Lembrei desta frase vendo os jogos Olímpicos. Quando pequena, treinei Ginástica Artística, no meu tempo Olímpica, no Grêmio Náutico União, mesmo clube onde treinou Daiane dos Santos. Naquela época, não havia muitos incentivos, a Ginástica era composta majoritariamente por pessoas brancas, era muito difícil para uma pessoa negra se manter no esporte. Não somente pela questão financeira, mas o racismo nesses clubes de “elite” era bem violento.
Fonte foto – https://agenciabrasil.ebc.com.br/esportes/noticia/2021-10/daiane-dos-santos-destaca-papel-da-educacao-para-o-futuro-de-atletas – Daiane dos Santos.
E imaginem o ódio da branquitude, que geralmente colocava seus filhos na ginástica com 5, 6 anos… quando chega Daiane, com 11 anos e um talento inegável, uma impulsão gigantesca, e a coragem de encarar seus medos e desafios de cabeça erguida. Só a Dai deve saber o quanto foi difícil, o tanto pelo qual ela teve que passar, mas ela fez história, foi a primeira brasileira a ganhar medalha de ouro em um Mundial de Ginástica, apresentou pela primeira vez o movimento duplo twist carpado, que foi batizado com seu nome, o “Dos Santos”, e nas Olimpíadas de Atenas em 2004, apresentou o “Dos Santos II”, o duplo twist esticado.
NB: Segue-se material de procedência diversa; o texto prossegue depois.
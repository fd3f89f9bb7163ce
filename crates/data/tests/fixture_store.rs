//! Integration tests for fixture loading and store queries.
//!
//! These exercise the real fixture files shipped with the crate, the same
//! data set the demo binary and the notification scenario tests run on.

use std::path::PathBuf;

use assert_matches::assert_matches;
use storefront_core::status::{CustomerSegment, LineItemStatus, OrderStatus};
use storefront_core::{Channel, DataGateway, NotificationCategory};
use storefront_data::{DataStore, StoreError};

fn fixture_dir() -> PathBuf {
    PathBuf::from(env!("CARGO_MANIFEST_DIR")).join("fixtures")
}

fn load() -> DataStore {
    DataStore::from_fixture_dir(fixture_dir()).expect("fixtures should load")
}

// ---------------------------------------------------------------------------
// Loading
// ---------------------------------------------------------------------------

#[test]
fn fixtures_load_and_collections_are_populated() {
    let store = load();

    assert!(store.customer("cust-001").is_some());
    assert!(store.product("prod-001").is_some());
    assert!(store.order("ord-001").is_some());
    assert!(store.payment("pay-9001").is_some());
}

#[test]
fn missing_fixture_dir_yields_empty_collections() {
    let store = DataStore::from_fixture_dir(fixture_dir().join("does-not-exist")).unwrap();

    assert!(store.customer("cust-001").is_none());
    assert!(store.carts_containing_product("prod-001").is_empty());
}

#[test]
fn malformed_fixture_is_a_parse_error() {
    let dir = std::env::temp_dir().join("storefront-data-malformed-fixture");
    std::fs::create_dir_all(&dir).unwrap();
    std::fs::write(dir.join("customers.json"), "{ not json").unwrap();

    let result = DataStore::from_fixture_dir(&dir);

    assert_matches!(result, Err(StoreError::Parse { .. }));
}

#[test]
fn invalid_record_is_rejected_with_its_id() {
    let dir = std::env::temp_dir().join("storefront-data-invalid-record");
    std::fs::create_dir_all(&dir).unwrap();
    std::fs::write(
        dir.join("customers.json"),
        r#"[{"id": "cust-bad", "name": "Bad", "email": "not-an-email", "phone": "+1-555-0000"}]"#,
    )
    .unwrap();

    let result = DataStore::from_fixture_dir(&dir);

    assert_matches!(
        result,
        Err(StoreError::InvalidRecord { file: "customers.json", id, .. }) if id == "cust-bad"
    );
}

// ---------------------------------------------------------------------------
// Queries
// ---------------------------------------------------------------------------

#[test]
fn customer_lookup_returns_contact_details() {
    let store = load();

    let alice = store.customer("cust-001").unwrap();
    assert_eq!(alice.name, "Alice Johnson");
    assert_eq!(alice.email, "alice.johnson@example.com");
    assert_eq!(alice.segment, CustomerSegment::Gold);

    assert!(store.customer("cust-999").is_none());
}

#[test]
fn carts_containing_product_finds_all_owners() {
    let store = load();

    let carts = store.carts_containing_product("prod-001");
    let mut owners: Vec<_> = carts.iter().map(|cart| cart.customer_id.as_str()).collect();
    owners.sort_unstable();

    assert_eq!(owners, vec!["cust-002", "cust-003", "cust-005"]);
    assert!(store.carts_containing_product("prod-004").is_empty());
}

#[test]
fn customers_in_segment_filters_by_loyalty_tier() {
    let store = load();

    let mut gold: Vec<_> = store
        .customers_in_segment(CustomerSegment::Gold)
        .into_iter()
        .map(|customer| customer.id)
        .collect();
    gold.sort_unstable();

    assert_eq!(gold, vec!["cust-001", "cust-005"]);
    assert_eq!(store.customers_in_segment(CustomerSegment::Platinum).len(), 1);
}

#[test]
fn preference_matrix_matches_the_fixture_data_set() {
    let store = load();

    let alice = store.notification_preferences("cust-001").unwrap();
    assert_eq!(
        alice.channels_for(NotificationCategory::OrderUpdates),
        vec![Channel::Email, Channel::Sms]
    );

    let bob = store.notification_preferences("cust-002").unwrap();
    assert_eq!(
        bob.channels_for(NotificationCategory::OrderUpdates),
        vec![Channel::Email]
    );

    let david = store.notification_preferences("cust-004").unwrap();
    assert!(david.channels_for(NotificationCategory::PriceAlerts).is_empty());
}

#[test]
fn cart_lookup_returns_the_owners_items() {
    let store = load();

    let cart = store.cart("cust-005").unwrap();
    assert_eq!(cart.product_ids(), vec!["prod-001", "prod-005"]);
    assert!(cart.contains_product("prod-005"));

    // Alice has no cart in the fixtures.
    assert!(store.cart("cust-001").is_none());
}

#[test]
fn payments_for_order_returns_attempts() {
    let store = load();

    let payments = store.payments_for_order("ord-004");
    assert_eq!(payments.len(), 1);
    assert_eq!(payments[0].failure_reason.as_deref(), Some("card_declined"));

    assert!(store.payments_for_order("ord-001").is_empty());
}

// ---------------------------------------------------------------------------
// Mutators
// ---------------------------------------------------------------------------

#[test]
fn update_order_status_stamps_updated_at() {
    let store = load();

    let order = store.update_order_status("ord-001", OrderStatus::Shipped).unwrap();
    assert_eq!(order.status, OrderStatus::Shipped);
    assert!(order.updated_at.is_some());

    assert!(store.update_order_status("ord-999", OrderStatus::Shipped).is_none());
}

#[test]
fn update_line_item_status_stamps_shipped_at_on_shipped() {
    let store = load();

    let order = store
        .update_line_item_status("ord-001", "prod-001", LineItemStatus::Shipped)
        .unwrap();
    let item = order.line_item("prod-001").unwrap();
    assert_eq!(item.status, LineItemStatus::Shipped);
    assert!(item.shipped_at.is_some());
    assert_eq!(order.pending_items_count(), 1);

    // Unknown line item is a no-op returning None.
    assert!(store
        .update_line_item_status("ord-001", "prod-999", LineItemStatus::Shipped)
        .is_none());
}

#[test]
fn update_product_price_changes_the_catalog_price() {
    let store = load();

    let product = store.update_product_price("prod-001", 119.99).unwrap();
    assert_eq!(product.price, 119.99);
    assert_eq!(store.product("prod-001").unwrap().price, 119.99);
}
Fonte foto – https://terceirotempo.uol.com.br/que-fim-levou/daiane-dos-santos-5546
Hoje ouvi de uma colega uma pergunta que acredito que muitos brasileiros já se fizeram… “como a Daiane não tem medalha olímpica???” É uma pergunta justa, dada a grandeza de sua história, mas é olhando para a sua história que entendemos as dificuldades que ela viveu para chegar aonde chegou. Daiane não ganhou a sonhada medalha olímpica, embora merecesse muito, mas como nossos ancestrais, ela abriu portas. Abriu portas para que chegassem Jades, Rebecas, Lorranes, Flavinhas, Julias e tantas meninas que não conhecemos ainda, mas que ainda vão chegar. Buscando na internet vemos vídeos da Rebeca e da Lorrane pequenas, recebendo conselhos, ajudas e com os olhos brilhando diante da Dai, pois olhando para ela, como se fosse para um espelho, elas, desde pequeninhas se viam no topo também, ao olhar para a Daiane dos Santos elas acreditavam que podiam chegar lá.
Fonte foto – https://agenciagov.ebc.com.br/noticias/202407/mudanca-de-patamar-da-ginastica-brasileira-passa-por-investimentos-do-governo-federal – Rebeca Andrade, Flávia Saraiva, Jade Barbosa, Júlia Soares e Lorrane Oliveira.
Fiquei reflexiva, é lindo poder ver a história acontecendo na nossa frente, é lindo ver os nossos chegando aonde sempre deveriam estar, no topo, na excelência. É lindo ver o olhar das crianças vendo nossas mulheres negras brilhando, é lindo ver pessoas negras, mesmo com tantas dificuldades… se permitindo sonhar. Que legado… só podemos agradecer.
NÓS, SOMOS O SONHO DOS NOSSOS ANCESTRAIS.